# [Source data]
========

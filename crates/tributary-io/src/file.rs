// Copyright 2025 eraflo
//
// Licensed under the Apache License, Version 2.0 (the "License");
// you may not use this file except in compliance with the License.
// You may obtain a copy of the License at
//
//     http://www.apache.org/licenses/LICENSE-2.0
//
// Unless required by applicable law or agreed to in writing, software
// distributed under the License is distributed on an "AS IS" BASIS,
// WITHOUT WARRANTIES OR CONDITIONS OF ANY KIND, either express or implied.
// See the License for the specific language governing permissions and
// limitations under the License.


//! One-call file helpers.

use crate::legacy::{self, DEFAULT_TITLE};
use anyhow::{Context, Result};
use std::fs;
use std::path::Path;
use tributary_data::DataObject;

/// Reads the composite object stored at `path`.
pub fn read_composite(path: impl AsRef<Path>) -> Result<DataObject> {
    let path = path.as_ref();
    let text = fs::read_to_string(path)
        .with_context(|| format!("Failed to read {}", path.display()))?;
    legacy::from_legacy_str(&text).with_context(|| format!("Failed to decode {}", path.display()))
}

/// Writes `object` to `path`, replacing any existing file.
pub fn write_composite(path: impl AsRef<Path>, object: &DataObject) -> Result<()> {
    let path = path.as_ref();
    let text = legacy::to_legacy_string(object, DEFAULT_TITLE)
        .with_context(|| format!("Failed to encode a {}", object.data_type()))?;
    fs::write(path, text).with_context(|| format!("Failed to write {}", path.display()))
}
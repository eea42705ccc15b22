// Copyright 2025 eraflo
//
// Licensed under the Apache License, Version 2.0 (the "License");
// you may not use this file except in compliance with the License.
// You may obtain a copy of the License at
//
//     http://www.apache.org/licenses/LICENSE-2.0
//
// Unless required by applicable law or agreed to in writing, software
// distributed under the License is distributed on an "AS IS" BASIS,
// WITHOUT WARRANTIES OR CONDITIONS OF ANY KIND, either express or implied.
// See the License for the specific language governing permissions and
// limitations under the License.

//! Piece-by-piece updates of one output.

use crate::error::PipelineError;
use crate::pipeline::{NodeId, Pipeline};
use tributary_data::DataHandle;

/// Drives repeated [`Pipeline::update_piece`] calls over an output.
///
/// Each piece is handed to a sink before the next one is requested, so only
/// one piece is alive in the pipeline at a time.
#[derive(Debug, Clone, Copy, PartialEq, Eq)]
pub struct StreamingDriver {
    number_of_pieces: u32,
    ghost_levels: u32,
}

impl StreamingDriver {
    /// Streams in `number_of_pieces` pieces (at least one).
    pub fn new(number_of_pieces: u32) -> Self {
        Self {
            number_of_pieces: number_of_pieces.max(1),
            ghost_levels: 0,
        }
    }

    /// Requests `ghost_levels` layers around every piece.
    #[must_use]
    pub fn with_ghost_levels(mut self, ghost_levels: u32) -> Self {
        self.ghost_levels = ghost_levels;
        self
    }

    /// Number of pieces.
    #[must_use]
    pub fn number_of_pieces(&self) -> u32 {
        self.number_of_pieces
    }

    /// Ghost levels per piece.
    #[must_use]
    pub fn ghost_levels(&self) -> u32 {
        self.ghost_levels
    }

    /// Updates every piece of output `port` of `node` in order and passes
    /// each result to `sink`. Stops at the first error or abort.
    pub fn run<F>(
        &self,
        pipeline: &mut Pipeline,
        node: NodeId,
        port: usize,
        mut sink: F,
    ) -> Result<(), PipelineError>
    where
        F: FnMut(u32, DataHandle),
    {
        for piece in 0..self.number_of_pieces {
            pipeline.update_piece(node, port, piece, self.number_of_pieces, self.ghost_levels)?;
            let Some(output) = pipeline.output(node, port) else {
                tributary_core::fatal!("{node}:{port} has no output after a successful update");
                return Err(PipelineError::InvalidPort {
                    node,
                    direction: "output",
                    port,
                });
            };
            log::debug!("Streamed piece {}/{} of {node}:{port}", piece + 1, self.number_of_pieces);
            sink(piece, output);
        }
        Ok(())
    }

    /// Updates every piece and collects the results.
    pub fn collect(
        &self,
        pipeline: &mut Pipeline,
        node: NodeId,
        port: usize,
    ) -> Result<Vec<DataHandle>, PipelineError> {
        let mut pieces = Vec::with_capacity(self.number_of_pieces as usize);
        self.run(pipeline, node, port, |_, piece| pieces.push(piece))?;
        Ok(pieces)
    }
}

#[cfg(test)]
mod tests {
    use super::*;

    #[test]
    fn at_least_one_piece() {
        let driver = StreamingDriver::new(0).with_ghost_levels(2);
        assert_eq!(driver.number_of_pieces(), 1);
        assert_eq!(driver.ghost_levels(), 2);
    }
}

========

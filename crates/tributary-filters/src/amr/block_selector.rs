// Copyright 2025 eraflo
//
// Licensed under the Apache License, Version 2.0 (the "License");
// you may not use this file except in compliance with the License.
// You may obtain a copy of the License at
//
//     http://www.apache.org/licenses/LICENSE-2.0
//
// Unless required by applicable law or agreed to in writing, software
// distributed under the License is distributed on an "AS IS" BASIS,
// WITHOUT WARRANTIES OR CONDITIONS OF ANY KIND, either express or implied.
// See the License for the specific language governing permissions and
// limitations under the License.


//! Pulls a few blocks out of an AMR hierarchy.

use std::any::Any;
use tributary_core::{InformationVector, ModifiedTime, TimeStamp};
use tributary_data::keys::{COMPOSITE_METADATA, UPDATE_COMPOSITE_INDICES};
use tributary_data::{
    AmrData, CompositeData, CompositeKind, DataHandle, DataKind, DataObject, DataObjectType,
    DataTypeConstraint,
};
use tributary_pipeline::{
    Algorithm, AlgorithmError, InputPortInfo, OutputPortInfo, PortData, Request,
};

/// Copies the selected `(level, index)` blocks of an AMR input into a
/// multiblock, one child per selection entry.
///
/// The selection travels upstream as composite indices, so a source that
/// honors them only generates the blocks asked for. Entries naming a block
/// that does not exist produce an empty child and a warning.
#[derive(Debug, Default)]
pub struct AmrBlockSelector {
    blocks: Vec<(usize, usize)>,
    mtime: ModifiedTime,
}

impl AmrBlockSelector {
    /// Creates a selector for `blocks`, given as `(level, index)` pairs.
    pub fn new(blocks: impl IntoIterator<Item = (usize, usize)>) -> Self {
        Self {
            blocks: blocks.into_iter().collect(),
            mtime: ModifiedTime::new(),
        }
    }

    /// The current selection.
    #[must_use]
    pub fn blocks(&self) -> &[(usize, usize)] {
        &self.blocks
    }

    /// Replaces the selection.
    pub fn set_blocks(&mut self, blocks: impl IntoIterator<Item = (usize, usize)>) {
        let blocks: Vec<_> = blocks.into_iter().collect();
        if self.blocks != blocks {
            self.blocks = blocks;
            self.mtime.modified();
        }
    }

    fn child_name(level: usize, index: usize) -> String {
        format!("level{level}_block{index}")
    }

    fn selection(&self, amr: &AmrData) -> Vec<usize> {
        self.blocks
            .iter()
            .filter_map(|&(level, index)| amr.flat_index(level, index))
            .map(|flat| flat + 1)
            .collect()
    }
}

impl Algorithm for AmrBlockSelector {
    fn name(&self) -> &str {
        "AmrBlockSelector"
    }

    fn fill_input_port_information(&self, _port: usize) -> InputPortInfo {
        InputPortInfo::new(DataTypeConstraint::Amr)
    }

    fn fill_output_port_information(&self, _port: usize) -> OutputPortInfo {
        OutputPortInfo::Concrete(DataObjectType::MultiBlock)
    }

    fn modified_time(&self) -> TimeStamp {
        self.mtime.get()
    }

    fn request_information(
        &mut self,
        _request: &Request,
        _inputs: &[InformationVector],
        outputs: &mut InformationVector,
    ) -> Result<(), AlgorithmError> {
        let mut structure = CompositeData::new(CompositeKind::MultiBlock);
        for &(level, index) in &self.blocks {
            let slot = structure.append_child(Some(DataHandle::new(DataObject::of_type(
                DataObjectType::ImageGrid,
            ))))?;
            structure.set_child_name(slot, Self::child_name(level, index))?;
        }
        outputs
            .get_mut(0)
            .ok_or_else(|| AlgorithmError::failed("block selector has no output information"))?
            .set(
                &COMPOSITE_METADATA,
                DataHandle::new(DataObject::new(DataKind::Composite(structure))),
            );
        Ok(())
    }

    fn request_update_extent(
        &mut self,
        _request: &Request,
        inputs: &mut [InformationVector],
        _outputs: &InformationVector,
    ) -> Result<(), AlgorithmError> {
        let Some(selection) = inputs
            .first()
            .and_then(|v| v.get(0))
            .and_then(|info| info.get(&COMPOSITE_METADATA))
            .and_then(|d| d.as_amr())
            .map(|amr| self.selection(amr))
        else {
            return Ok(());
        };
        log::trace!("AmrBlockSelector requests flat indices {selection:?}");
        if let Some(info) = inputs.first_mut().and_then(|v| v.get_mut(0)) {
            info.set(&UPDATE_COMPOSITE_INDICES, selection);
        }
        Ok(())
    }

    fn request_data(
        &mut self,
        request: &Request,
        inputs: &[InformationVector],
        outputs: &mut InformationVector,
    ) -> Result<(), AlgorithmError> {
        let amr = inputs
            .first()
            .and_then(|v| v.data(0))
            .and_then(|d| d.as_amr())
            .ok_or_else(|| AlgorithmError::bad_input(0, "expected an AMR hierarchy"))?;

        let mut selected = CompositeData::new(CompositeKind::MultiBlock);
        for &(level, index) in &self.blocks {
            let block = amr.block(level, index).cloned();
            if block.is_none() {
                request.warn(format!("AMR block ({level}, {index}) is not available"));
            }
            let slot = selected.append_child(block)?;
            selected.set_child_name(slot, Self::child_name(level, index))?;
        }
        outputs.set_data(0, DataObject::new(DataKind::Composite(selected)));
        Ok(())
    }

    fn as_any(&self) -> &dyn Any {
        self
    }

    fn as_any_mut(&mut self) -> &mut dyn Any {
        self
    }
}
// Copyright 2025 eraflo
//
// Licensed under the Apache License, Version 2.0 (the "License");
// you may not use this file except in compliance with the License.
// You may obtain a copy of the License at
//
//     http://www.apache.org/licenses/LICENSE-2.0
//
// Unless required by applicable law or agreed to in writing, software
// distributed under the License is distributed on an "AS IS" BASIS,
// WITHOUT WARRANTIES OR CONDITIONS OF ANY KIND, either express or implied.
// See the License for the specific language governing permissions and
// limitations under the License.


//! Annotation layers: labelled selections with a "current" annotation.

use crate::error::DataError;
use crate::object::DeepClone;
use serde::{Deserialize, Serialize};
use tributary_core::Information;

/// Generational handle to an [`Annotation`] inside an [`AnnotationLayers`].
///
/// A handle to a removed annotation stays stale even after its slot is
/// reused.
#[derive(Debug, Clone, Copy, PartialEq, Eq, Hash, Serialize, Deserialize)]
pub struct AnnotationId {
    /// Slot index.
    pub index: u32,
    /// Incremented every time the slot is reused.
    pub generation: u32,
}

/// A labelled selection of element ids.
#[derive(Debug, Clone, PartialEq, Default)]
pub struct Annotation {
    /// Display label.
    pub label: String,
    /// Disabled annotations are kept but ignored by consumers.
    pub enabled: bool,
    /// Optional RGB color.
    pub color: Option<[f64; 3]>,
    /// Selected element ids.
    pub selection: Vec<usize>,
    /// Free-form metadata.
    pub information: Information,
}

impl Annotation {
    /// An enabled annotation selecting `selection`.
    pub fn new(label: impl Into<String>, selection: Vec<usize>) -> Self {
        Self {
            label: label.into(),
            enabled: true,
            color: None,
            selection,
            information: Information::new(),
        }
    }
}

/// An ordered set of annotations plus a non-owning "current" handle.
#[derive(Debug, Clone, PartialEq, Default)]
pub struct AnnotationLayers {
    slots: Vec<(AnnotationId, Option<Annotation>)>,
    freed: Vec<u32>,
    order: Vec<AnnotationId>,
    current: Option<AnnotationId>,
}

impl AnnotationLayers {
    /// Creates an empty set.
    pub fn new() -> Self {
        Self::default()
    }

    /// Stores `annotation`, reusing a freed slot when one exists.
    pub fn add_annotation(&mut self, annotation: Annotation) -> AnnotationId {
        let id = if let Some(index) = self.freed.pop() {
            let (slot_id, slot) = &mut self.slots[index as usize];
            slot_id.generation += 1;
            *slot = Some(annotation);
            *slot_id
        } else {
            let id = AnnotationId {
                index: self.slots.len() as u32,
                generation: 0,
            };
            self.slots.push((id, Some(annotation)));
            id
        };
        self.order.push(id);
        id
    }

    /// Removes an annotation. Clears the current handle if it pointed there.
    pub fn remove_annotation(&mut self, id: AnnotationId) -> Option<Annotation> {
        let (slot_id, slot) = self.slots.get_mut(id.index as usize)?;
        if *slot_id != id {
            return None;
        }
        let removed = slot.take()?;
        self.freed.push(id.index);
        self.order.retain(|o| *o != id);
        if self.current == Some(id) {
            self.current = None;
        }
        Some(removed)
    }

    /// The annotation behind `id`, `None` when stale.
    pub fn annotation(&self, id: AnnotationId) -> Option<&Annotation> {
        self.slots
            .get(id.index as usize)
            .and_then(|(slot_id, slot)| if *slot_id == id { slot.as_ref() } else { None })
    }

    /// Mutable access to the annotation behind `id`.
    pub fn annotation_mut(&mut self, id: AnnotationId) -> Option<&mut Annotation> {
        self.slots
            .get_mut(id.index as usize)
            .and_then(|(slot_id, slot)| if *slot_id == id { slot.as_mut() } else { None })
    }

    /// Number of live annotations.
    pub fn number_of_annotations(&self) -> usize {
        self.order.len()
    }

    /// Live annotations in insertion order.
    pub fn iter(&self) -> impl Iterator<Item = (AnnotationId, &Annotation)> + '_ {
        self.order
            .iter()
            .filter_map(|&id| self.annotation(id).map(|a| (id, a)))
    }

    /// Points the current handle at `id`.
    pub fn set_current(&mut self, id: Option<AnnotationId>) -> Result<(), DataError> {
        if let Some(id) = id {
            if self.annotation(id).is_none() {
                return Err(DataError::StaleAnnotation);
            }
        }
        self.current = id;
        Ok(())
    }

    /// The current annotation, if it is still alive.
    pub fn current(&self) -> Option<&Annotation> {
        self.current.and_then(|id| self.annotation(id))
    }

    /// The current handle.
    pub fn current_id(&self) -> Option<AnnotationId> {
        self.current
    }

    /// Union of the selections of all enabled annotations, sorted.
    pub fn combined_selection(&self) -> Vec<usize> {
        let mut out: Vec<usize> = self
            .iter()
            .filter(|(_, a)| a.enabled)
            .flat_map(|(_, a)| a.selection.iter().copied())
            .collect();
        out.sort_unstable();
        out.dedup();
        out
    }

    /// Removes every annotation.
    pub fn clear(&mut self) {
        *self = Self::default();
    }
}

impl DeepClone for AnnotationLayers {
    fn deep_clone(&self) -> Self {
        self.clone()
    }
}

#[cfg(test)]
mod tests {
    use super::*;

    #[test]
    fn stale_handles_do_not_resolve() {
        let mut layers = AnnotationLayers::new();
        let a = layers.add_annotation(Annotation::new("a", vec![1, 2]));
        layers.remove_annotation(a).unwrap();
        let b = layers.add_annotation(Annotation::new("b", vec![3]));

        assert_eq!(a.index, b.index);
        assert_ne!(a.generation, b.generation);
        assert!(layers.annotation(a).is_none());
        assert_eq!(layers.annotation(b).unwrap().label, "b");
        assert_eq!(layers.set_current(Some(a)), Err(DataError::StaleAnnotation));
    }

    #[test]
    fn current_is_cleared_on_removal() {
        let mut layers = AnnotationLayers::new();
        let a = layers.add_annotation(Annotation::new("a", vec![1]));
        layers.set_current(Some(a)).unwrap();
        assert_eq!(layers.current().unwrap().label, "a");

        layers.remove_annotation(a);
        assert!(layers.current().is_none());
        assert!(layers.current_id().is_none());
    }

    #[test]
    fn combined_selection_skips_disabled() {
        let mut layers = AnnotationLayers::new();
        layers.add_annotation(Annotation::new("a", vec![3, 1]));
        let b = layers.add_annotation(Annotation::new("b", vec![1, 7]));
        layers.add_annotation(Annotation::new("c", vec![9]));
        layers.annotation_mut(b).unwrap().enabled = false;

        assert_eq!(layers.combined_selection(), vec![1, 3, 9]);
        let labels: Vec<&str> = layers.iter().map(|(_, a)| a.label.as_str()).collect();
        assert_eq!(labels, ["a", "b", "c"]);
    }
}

========

# [What this task involves]
Going back to the entries above, set down exactly the lines that begin at the one with "let removed = slot.take()?;" and end at the one with "in insertion order.", both included, and nothing else.

# [Result of this task]
        let removed = slot.take()?;
        self.freed.push(id.index);
        self.order.retain(|o| *o != id);
        if self.current == Some(id) {
            self.current = None;
        }
        Some(removed)
    }

    /// The annotation behind `id`, `None` when stale.
    pub fn annotation(&self, id: AnnotationId) -> Option<&Annotation> {
        self.slots
            .get(id.index as usize)
            .and_then(|(slot_id, slot)| if *slot_id == id { slot.as_ref() } else { None })
    }

    /// Mutable access to the annotation behind `id`.
    pub fn annotation_mut(&mut self, id: AnnotationId) -> Option<&mut Annotation> {
        self.slots
            .get_mut(id.index as usize)
            .and_then(|(slot_id, slot)| if *slot_id == id { slot.as_mut() } else { None })
    }

    /// Number of live annotations.
    pub fn number_of_annotations(&self) -> usize {
        self.order.len()
    }

    /// Live annotations in insertion order.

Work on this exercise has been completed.